Detective Eve Dallas tracks the cunning, cold-blooded killer of a doctor and his son in this novel in the #1 New York Times bestselling In Death series.

A pioneer of modern reconstructive and cosmetic surgery, Dr. Wilfred B. Icove, is found dead in his office-murdered in a chillingly efficient manner: one swift stab to the heart. Struck by the immaculate condition of the crime scene, Dallas suspects a professional killing. Security disks show a stunningly beautiful woman calmly entering and leaving the building-the doctor's final appointment.

Known as "Dr. Perfect," the saintly Icove devoted his life to his family and his work. His record is clean. Too clean for Dallas. She knows he was hiding something and suspects that his son-and successor-knows what it is. Then, like father, like son, the young Dr. Icove is killed…with the same deadly precision.

But who is the mystery woman-and what was her relationship with the good doctors? While her husband, Roarke, works behind the scenes, Dallas follows her darkest instincts into the Icoves' pasts.

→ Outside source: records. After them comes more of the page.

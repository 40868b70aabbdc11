//! The `pm` capability object and `console` exposed to scripts

use std::cell::RefCell;
use std::rc::Rc;

use mlua::{Lua, Table, Value, Variadic};

use super::ScriptState;

/// Log target for script console output, kept apart from host logs
pub const SCRIPT_LOG_TARGET: &str = "courier::script";

type Shared = Rc<RefCell<ScriptState>>;

/// Build `pm` with `variables`, `environment`, `iterationData` and `request.headers`
pub(super) fn create_pm(lua: &Lua, state: Shared) -> mlua::Result<Table> {
    let pm = lua.create_table()?;

    pm.set("variables", variable_accessors(lua, &state)?)?;
    // Same store under a second name
    pm.set("environment", variable_accessors(lua, &state)?)?;

    let iteration_data = lua.create_table()?;
    iteration_data.set("get", lua.create_function(|_, _key: Value| Ok(Value::Nil))?)?;
    pm.set("iterationData", iteration_data)?;

    let request = lua.create_table()?;
    request.set("headers", header_accessors(lua, &state)?)?;
    pm.set("request", request)?;

    Ok(pm)
}

fn variable_accessors(lua: &Lua, state: &Shared) -> mlua::Result<Table> {
    let table = lua.create_table()?;

    let reader = Rc::clone(state);
    table.set(
        "get",
        lua.create_function(move |_, key: String| {
            Ok(reader.borrow().variable(&key).map(str::to_string))
        })?,
    )?;

    let writer = Rc::clone(state);
    table.set(
        "set",
        lua.create_function(move |_, (key, value): (String, Value)| {
            let value = stringify(&value)?;
            writer.borrow_mut().set_variable(&key, &value);
            Ok(())
        })?,
    )?;

    Ok(table)
}

fn header_accessors(lua: &Lua, state: &Shared) -> mlua::Result<Table> {
    let table = lua.create_table()?;

    let reader = Rc::clone(state);
    table.set(
        "get",
        lua.create_function(move |_, key: String| {
            Ok(reader
                .borrow()
                .header(&key)
                .filter(|h| h.enabled)
                .map(|h| h.value.clone()))
        })?,
    )?;

    // add and upsert are the same operation
    for name in ["upsert", "add"] {
        let writer = Rc::clone(state);
        table.set(
            name,
            lua.create_function(move |_, (first, second): (Value, Option<Value>)| {
                let (key, value) = header_arguments(first, second)?;
                writer.borrow_mut().upsert_header(&key, &value);
                Ok(())
            })?,
        )?;
    }

    let remover = Rc::clone(state);
    table.set(
        "remove",
        lua.create_function(move |_, key: Value| {
            let key = match key {
                Value::Table(t) => t.get::<String>("key")?,
                other => stringify(&other)?,
            };
            remover.borrow_mut().remove_header(&key);
            Ok(())
        })?,
    )?;

    Ok(table)
}

/// Accepts `{ key = .., value = .. }` or `(key, value)`
fn header_arguments(first: Value, second: Option<Value>) -> mlua::Result<(String, String)> {
    match first {
        Value::Table(t) => {
            let key: String = t.get("key")?;
            let value: Value = t.get("value")?;
            Ok((key, stringify(&value)?))
        }
        key => {
            let value = second.unwrap_or(Value::Nil);
            Ok((stringify(&key)?, stringify(&value)?))
        }
    }
}

/// Build `console` forwarding to tracing under [`SCRIPT_LOG_TARGET`]
pub(super) fn create_console(lua: &Lua) -> mlua::Result<Table> {
    let console = lua.create_table()?;

    let log = lua.create_function(|_, args: Variadic<Value>| {
        tracing::info!(target: SCRIPT_LOG_TARGET, "{}", join_args(&args));
        Ok(())
    })?;
    console.set("log", log.clone())?;
    console.set("info", log)?;
    console.set(
        "warn",
        lua.create_function(|_, args: Variadic<Value>| {
            tracing::warn!(target: SCRIPT_LOG_TARGET, "{}", join_args(&args));
            Ok(())
        })?,
    )?;
    console.set(
        "error",
        lua.create_function(|_, args: Variadic<Value>| {
            tracing::error!(target: SCRIPT_LOG_TARGET, "{}", join_args(&args));
            Ok(())
        })?,
    )?;

    Ok(console)
}

fn join_args(args: &[Value]) -> String {
    args.iter().map(display).collect::<Vec<_>>().join(" ")
}

/// Loose rendering for log output
fn display(value: &Value) -> String {
    match stringify(value) {
        Ok(s) => s,
        Err(_) => value.type_name().to_string(),
    }
}

/// Convert a scalar script value into the string stored in a variable or header
fn stringify(value: &Value) -> mlua::Result<String> {
    match value {
        Value::Nil => Ok(String::new()),
        Value::Boolean(b) => Ok(b.to_string()),
        Value::Integer(i) => Ok(i.to_string()),
        Value::Number(n) if n.is_finite() && n.fract() == 0.0 => Ok(format!("{:.1}", n)),
        Value::Number(n) => Ok(n.to_string()),
        Value::String(s) => Ok(s.to_string_lossy().to_string()),
        other => Err(mlua::Error::RuntimeError(format!(
            "expected a string, number or boolean, got {}",
            other.type_name()
        ))),
    }
}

What she discovers are men driven to create perfection-playing fast and loose with the laws of nature, the limits of science, and the morals of humanity…
"This time she incorporates science fiction elements-including the future of cosmetic surgery, cloning, scientific morality and physical mortality-into her plot, giving the series a big shot of adrenaline."-Publishers Weekly

"The 21st chapter of this amazing series is filled with all the dark drama, intricate character dynamics and fascinating futuristic details that have made these books such winners. The ongoing love story between Eve and Roarke just keeps getting richer, as do the developing relationships of all those in Eve's life."-RT Book Reviews

More Praise for the In Death series

"Robb is a virtuoso."-Seattle Post-Intelligencer

"It's Law & Order: SVU-in the future."-Entertainment Weekly

"J. D. Robb's In Death novels are can't-miss pleasures."-#1 New York Times bestselling author Harlan Coben

"Anchored by terrific characters, sudden twists that spin the whole narrative on a dime, and a thrills-to-chills ration that will raise the neck hairs of even the most jaded reader, the J. D. Robb books are the epitome of great popular fiction."-New York Times bestselling author Dennis Lehane

J. D. Robb is the pseudonym for a #1 New York Times bestselling author of more than 200 novels, including the bestselling In Death series. There are more than 500 million copies of her books in print.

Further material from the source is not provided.